The reduction is as follows. The amount of change $C$ and each of the coins will be a binary number with $3n + 2\ell$ bits, where $\ell = \lceil \log_2 (1+n) \rceil$. These bits are logically split into a higher part consisting of the $\ell$ most significant bits, a padding part consisting of the next $\ell$ most significant bits, and a lower part consisting of the $3n$ least significant bits. The padding bits will always be set to $0$.

Create one coin $c_i$ for each set $S_i$ by setting the $j$-th least significant bit of the lower part to $1$ if and only if $S_i$ contains $x_j$, and setting the least significant bit of the higher part to $1$ and the other bits to $0$.

Pick $C$ by setting all the $3n$ least significant bits to $1$ and the $\ell$ most significant bits to the binary encoding of $n$.

You can give change using at most $n$ coins if an only if the X3C instance is a yes instance.

Given an exact cover $S'$, you can simply select the $n$ coins corresponding to the sets in $S'$.

Consider now a change-giving strategy that uses at most $n$ cons and notice that it must use exactly $n$ coins since at least $n$ coins are needed to properly set the higher part.

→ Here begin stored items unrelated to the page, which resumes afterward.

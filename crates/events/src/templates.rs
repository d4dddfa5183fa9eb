//! Transactional email templates.
//!
//! Each [`EmailKind`] renders a subject, a plain-text body and an HTML body
//! from a loose JSON data object. Missing fields fall back to neutral
//! wording. Every interpolated value is HTML-escaped in the HTML body.

use std::fmt;
use std::str::FromStr;

use serde::{Deserialize, Serialize};
use serde_json::Value;

/// Product name used in subjects and signatures.
pub const SITE_NAME: &str = "Alms";

/// The fixed set of emails the platform sends.
#[derive(Debug, Clone, Copy, PartialEq, Eq, Serialize, Deserialize)]
#[serde(rename_all = "snake_case")]
pub enum EmailKind {
    DonationReceipt,
    Welcome,
    AidRequestReceived,
    AidRequestApproved,
    AidRequestRejected,
    ContactReceived,
    NewsletterWelcome,
}

impl EmailKind {
    pub const ALL: [EmailKind; 7] = [
        Self::DonationReceipt,
        Self::Welcome,
        Self::AidRequestReceived,
        Self::AidRequestApproved,
        Self::AidRequestRejected,
        Self::ContactReceived,
        Self::NewsletterWelcome,
    ];

    pub fn as_str(self) -> &'static str {
        match self {
            Self::DonationReceipt => "donation_receipt",
            Self::Welcome => "welcome",
            Self::AidRequestReceived => "aid_request_received",
            Self::AidRequestApproved => "aid_request_approved",
            Self::AidRequestRejected => "aid_request_rejected",
            Self::ContactReceived => "contact_received",
            Self::NewsletterWelcome => "newsletter_welcome",
        }
    }
}

impl fmt::Display for EmailKind {
    fn fmt(&self, f: &mut fmt::Formatter<'_>) -> fmt::Result {
        f.write_str(self.as_str())
    }
}

/// Error returned when an email type tag is not one of [`EmailKind::ALL`].
#[derive(Debug, Clone, PartialEq, Eq, thiserror::Error)]
#[error("Unknown email type '{0}'")]
pub struct UnknownEmailKind(pub String);

impl FromStr for EmailKind {
    type Err = UnknownEmailKind;

    fn from_str(s: &str) -> Result<Self, Self::Err> {
        Self::ALL
            .into_iter()
            .find(|kind| kind.as_str() == s)
            .ok_or_else(|| UnknownEmailKind(s.to_string()))
    }
}

/// A fully rendered email, ready for a [`Mailer`](crate::Mailer).
#[derive(Debug, Clone, PartialEq, Eq)]
pub struct RenderedEmail {
    pub subject: String,
    pub text: String,
    pub html: String,
}

// ---------------------------------------------------------------------------
// Rendering
// ---------------------------------------------------------------------------

/// Render `kind` with `data`. `site_url` is linked from the footer.
pub fn render(kind: EmailKind, data: &Value, site_url: &str) -> RenderedEmail {
    let name = field(data, "name")
        .or_else(|| field(data, "donor_name"))
        .or_else(|| field(data, "full_name"))
        .unwrap_or_else(|| "friend".to_string());

    let (subject, paragraphs) = match kind {
        EmailKind::DonationReceipt => {
            let amount = field(data, "amount").unwrap_or_default();
            let currency = field(data, "currency").unwrap_or_default();
            let reference = field(data, "reference").unwrap_or_default();
            let cause = field(data, "cause_title")
                .map(|title| format!(" towards \"{title}\""))
                .unwrap_or_default();
            let mut lines = vec![
                format!("Thank you for your donation of {currency} {amount}{cause}."),
                format!("Payment reference: {reference}"),
            ];
            if data.get("is_recurring").and_then(Value::as_bool) == Some(true) {
                lines.push("This is a recurring donation. Thank you for your continued support.".to_string());
            }
            lines.push("Please keep this email as your receipt.".to_string());
            (format!("Your {SITE_NAME} donation receipt"), lines)
        }
        EmailKind::Welcome => (
            format!("Welcome to {SITE_NAME}"),
            vec![
                "Your account has been created.".to_string(),
                "You can now track your donations and submit aid requests.".to_string(),
            ],
        ),
        EmailKind::AidRequestReceived => {
            let title = field(data, "title").unwrap_or_else(|| "your request".to_string());
            (
                "We received your aid request".to_string(),
                vec![
                    format!("We have received \"{title}\" and our team will review it shortly."),
                    "We will email you as soon as a decision is made.".to_string(),
                ],
            )
        }
        EmailKind::AidRequestApproved => {
            let title = field(data, "title").unwrap_or_else(|| "your request".to_string());
            let mut lines = vec![format!("Good news: \"{title}\" has been approved.")];
            if let Some(notes) = field(data, "review_notes") {
                lines.push(format!("Notes from our team: {notes}"));
            }
            lines.push("We will be in touch about next steps.".to_string());
            ("Your aid request was approved".to_string(), lines)
        }
        EmailKind::AidRequestRejected => {
            let title = field(data, "title").unwrap_or_else(|| "your request".to_string());
            let mut lines = vec![format!(
                "After careful review we are unable to support \"{title}\" at this time."
            )];
            if let Some(notes) = field(data, "review_notes") {
                lines.push(format!("Notes from our team: {notes}"));
            }
            ("Update on your aid request".to_string(), lines)
        }
        EmailKind::ContactReceived => {
            let topic = field(data, "subject").unwrap_or_else(|| "your message".to_string());
            (
                "We received your message".to_string(),
                vec![
                    format!("Thanks for contacting us about \"{topic}\"."),
                    "A member of our team will reply within two working days.".to_string(),
                ],
            )
        }
        EmailKind::NewsletterWelcome => (
            format!("You're subscribed to the {SITE_NAME} newsletter"),
            vec![
                "You will now receive updates on causes and the people you help.".to_string(),
                "You can unsubscribe at any time.".to_string(),
            ],
        ),
    };

    let greeting = format!("Hello {name},");
    let signature = format!("The {SITE_NAME} team");

    let mut text = format!("{greeting}\n\n");
    for p in &paragraphs {
        text.push_str(p);
        text.push_str("\n\n");
    }
    text.push_str(&format!("{signature}\n{site_url}\n"));

    let mut html = format!("<p>{}</p>\n", escape_html(&greeting));
    for p in &paragraphs {
        html.push_str(&format!("<p>{}</p>\n", escape_html(p)));
    }
    html.push_str(&format!(
        "<p>{}<br><a href=\"{url}\">{url}</a></p>\n",
        escape_html(&signature),
        url = escape_html(site_url)
    ));

    RenderedEmail {
        subject,
        text,
        html,
    }
}

/// Read `key` as display text; numbers and booleans are stringified.
fn field(data: &Value, key: &str) -> Option<String> {
    match data.get(key)? {
        Value::String(s) if !s.trim().is_empty() => Some(s.trim().to_string()),
        Value::Number(n) => Some(n.to_string()),
        Value::Bool(b) => Some(b.to_string()),
        _ => None,
    }
}

/// Escape the five HTML-significant characters.
pub fn escape_html(input: &str) -> String {
    let mut out = String::with_capacity(input.len());
    for c in input.chars() {
        match c {
            '&' => out.push_str("&amp;"),
            '<' => out.push_str("&lt;"),
            '>' => out.push_str("&gt;"),
            '"' => out.push_str("&quot;"),
            '\'' => out.push_str("&#39;"),
            _ => out.push(c),
        }
    }
    out
}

Since each of these $n$ coins has exactly $3$ bits set in the lower part, which consists of $3n$ bits, the sets corresponding to the selected coins form an exact cover. To see this imagine adding the values of the selected coins one by one in an arbitrary order. If any two (not necessarily distinct) coins shared the same bit set to $1$ in the lower part, adding the second coin would not set $3$ additional bits to $1$ in the lower part contradicting the fact that $n$ coins were used.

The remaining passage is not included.